I feel very blessed, very lucky, to enjoy this solitude.

I miss j v much. sometimes I am so aware of the childishness, the perhaps almost delusional nature of my affections. I saw how, over the last two years, my feelings towards him have evolved and matured. it hasn’t been a straight line here, admittedly. furthermore, he hasn’t been the kindest to me at the end. hence, why my feelings may be ‘delusional’. he is still resentful, I think. and I have honestly been putting myself out there more than he has. but I saw his deep capacity to love. I saw my preoccupation with my other problems at that time blinded me to his love and caused him to feel deeply unloved and uncherished by me. but I also felt hurt by him. I loved him and he could not see it. he loved me and I could not see it too. and so I am wary of a blind belief that ‘it will all turn out well’, that we will have our happy ending. I see the future for us will have many turning points for mutual growth, if we both choose this path. we have a bad communication model right now and it will only change when we both become fully and truly ourselves with each other and can respect the other no matter what. notice I didn’t say ‘love’. god knows what ‘no matter what’ ‘love’ in this context means. I love him ‘no matter what’, like I love a stranger. that doesn’t mean allowing myself to be mistreated ‘no matter what’. but I also just love him for being him. I think, I used to love because of what I got back, that feeling of being loved, and security, and affection. that’s a very tenuous love. it is reminiscent of this craving to give your power up to a guru, to revert to that infantile state of being the center of the world, to have your needs met without trying. now I am learning to love out of my own strength and power, out of that hidden place that all of us human beings have but rarely consciously cultivate. this is a love borne out of security, self-trust, and self-love.

this is a love that is also teaching me how I can relate to others, like my parents, and people who are useless to my purposes.

coming to accept myself and my judgments, not trying to prove myself to be wrong, not trying to prove myself to be right, (these are the trappings of the ego) just acting on my judgments and then seeing if they work out to be a livable and effective map of reality. accepting my ego exists, not trying to get rid of it, not trying to strengthen it. this is the way of god, the way of nature, the way of the universe, the way itself (dao). how I wish I could spend each day of my life in service of the dao. to love, to live, to work without working, to achieve everything that I wish without striving (i.e. suffering), to enjoy the work, to achieve effortlessly through non-work. I was striving, pushing, striving, pressuring myself, relentlessly, struggling, all for nothing. everything will come on its time as I prepare. I am preparing for a harvest and I must till my land, but I must not imagine the crop arrives as I say so.

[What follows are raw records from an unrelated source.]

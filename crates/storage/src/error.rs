//! Storage Error Types
//!
//! This module provides structured errors using `exn` for automatic location
//! tracking and error tree construction.

use derive_more::{Display, Error};
use std::io::Error as IoError;
use std::path::PathBuf;

/// A storage error with automatic location tracking.
pub type Error = exn::Exn<ErrorKind>;
/// Result type alias for storage operations.
pub type Result<T> = std::result::Result<T, Error>;

/// Actionable error categories.
///
/// These describe what the caller should *do*, not what went wrong internally.
#[derive(Debug, Display, Error)]
pub enum ErrorKind {
    /// File does not exist
    #[display("file not found: {}", _0.display())]
    NotFound(#[error(not(source))] PathBuf),
    /// Access denied (permissions or credentials)
    #[display("permission denied: {}", _0.display())]
    PermissionDenied(#[error(not(source))] PathBuf),
    /// Underlying I/O error
    #[display("I/O error: {_0}")]
    Io(IoError),
    /// Network-related error (S3 connections, etc.)
    #[display("network error: {_0}")]
    Network(#[error(not(source))] String),
    /// Path contains invalid characters or escapes root
    #[display("invalid path: {}", _0.display())]
    InvalidPath(#[error(not(source))] PathBuf),
    /// Backend-specific error
    #[display("backend error: {_0}")]
    BackendError(#[error(not(source))] String),
}
impl From<IoError> for ErrorKind {
    fn from(err: IoError) -> Self {
        Self::Io(err)
    }
}

impl ErrorKind {
    /// Returns `true` if retrying might succeed.
    pub fn is_retryable(&self) -> bool {
        matches!(self, Self::Io(_) | Self::Network(_) | Self::BackendError(_))
    }

    /// Returns `true` if the error means the file simply isn't there.
    pub fn is_not_found(&self) -> bool {
        matches!(self, Self::NotFound(_))
    }
}
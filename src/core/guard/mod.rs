/*!
 * RAII Lock Guards
 *
 * Scoped holds on a `ReentrantRwLock` with automatic release.
 *
 * ## Design Principles
 *
 * 1. **Thread-Bound**: Guards are `!Send`; the hold belongs to the acquiring thread
 * 2. **Nestable**: Guards borrow the lock immutably, so recursive guards stack
 * 3. **Observable**: Failed releases are logged, never panicked on
 *
 * ## Example
 *
 * ```rust
 * use reentrant_rwlock::ReentrantRwLock;
 *
 * let lock = ReentrantRwLock::new();
 * let outer = lock.write();
 * {
 *     let _inner = lock.read(); // folds into the write depth
 * }
 * drop(outer); // lock fully released
 * assert!(!lock.is_locked());
 * ```
 */

mod rwlock;
mod traits;

pub use rwlock::{ExclusiveGuard, SharedGuard};
pub use traits::{Guard, GuardDrop};

use crate::core::types::{current_holder, HolderId};
use std::time::Instant;

/// Guard metadata for observability
#[derive(Debug, Clone)]
pub struct GuardMetadata {
    pub resource_type: &'static str,
    pub creation_time: Instant,
    pub holder: HolderId,
}

impl GuardMetadata {
    #[inline]
    pub fn new(resource_type: &'static str) -> Self {
        Self {
            resource_type,
            creation_time: Instant::now(),
            holder: current_holder(),
        }
    }

    #[inline]
    pub fn lifetime_micros(&self) -> u64 {
        self.creation_time.elapsed().as_micros() as u64
    }
}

till it is time, I must protect my self, my energy, my solitude, my mind. I must cultivate my strength and my philosophy. more practically, I must cultivate my skills and my reputation, my brand, my knowledge. until the time is come to pick the ripe harvest at its peak, I must stay my hand: watch my ego, cultivate skill, learn from others’ experiences, protect my risk, protect my reputation, love the self, love the world, love others. accept myself fully and completely and achieve my goals in line with how I love myself and how I accept everything about me – neither ‘good’ nor ‘bad’, which are just labels to adaptations or maladaptations to an environment. cultivating love and openness and transparency, not closed systems, which ultimately lead to alienation, evil, and hatred.

So today’s turn of events has led me to a temporary fall in mood, which has led me to a couple of thoughts about decision making. Namely, what is the best way of making decisions, that will satisfy what you want in each situation, and in your overall life goals?

Trading, not trading. Losing cash and then losing market value because you make bad trades. Over the course of two days, two weeks, these may seem a lot, and you could be tempted to make decisions off on them, but you have to look long term.

And then I think about what it means to have faith in yourself and your decisions. i think I’ve had a harder time than most, because I am always aware of where I might fail. and the markets are not the best place to do this. I think a machine learning algorithm would do much better than me in the bitcoin cash market. But in any case, I do not have one algorithm ready. And I want to own bitcoin cash for the long term.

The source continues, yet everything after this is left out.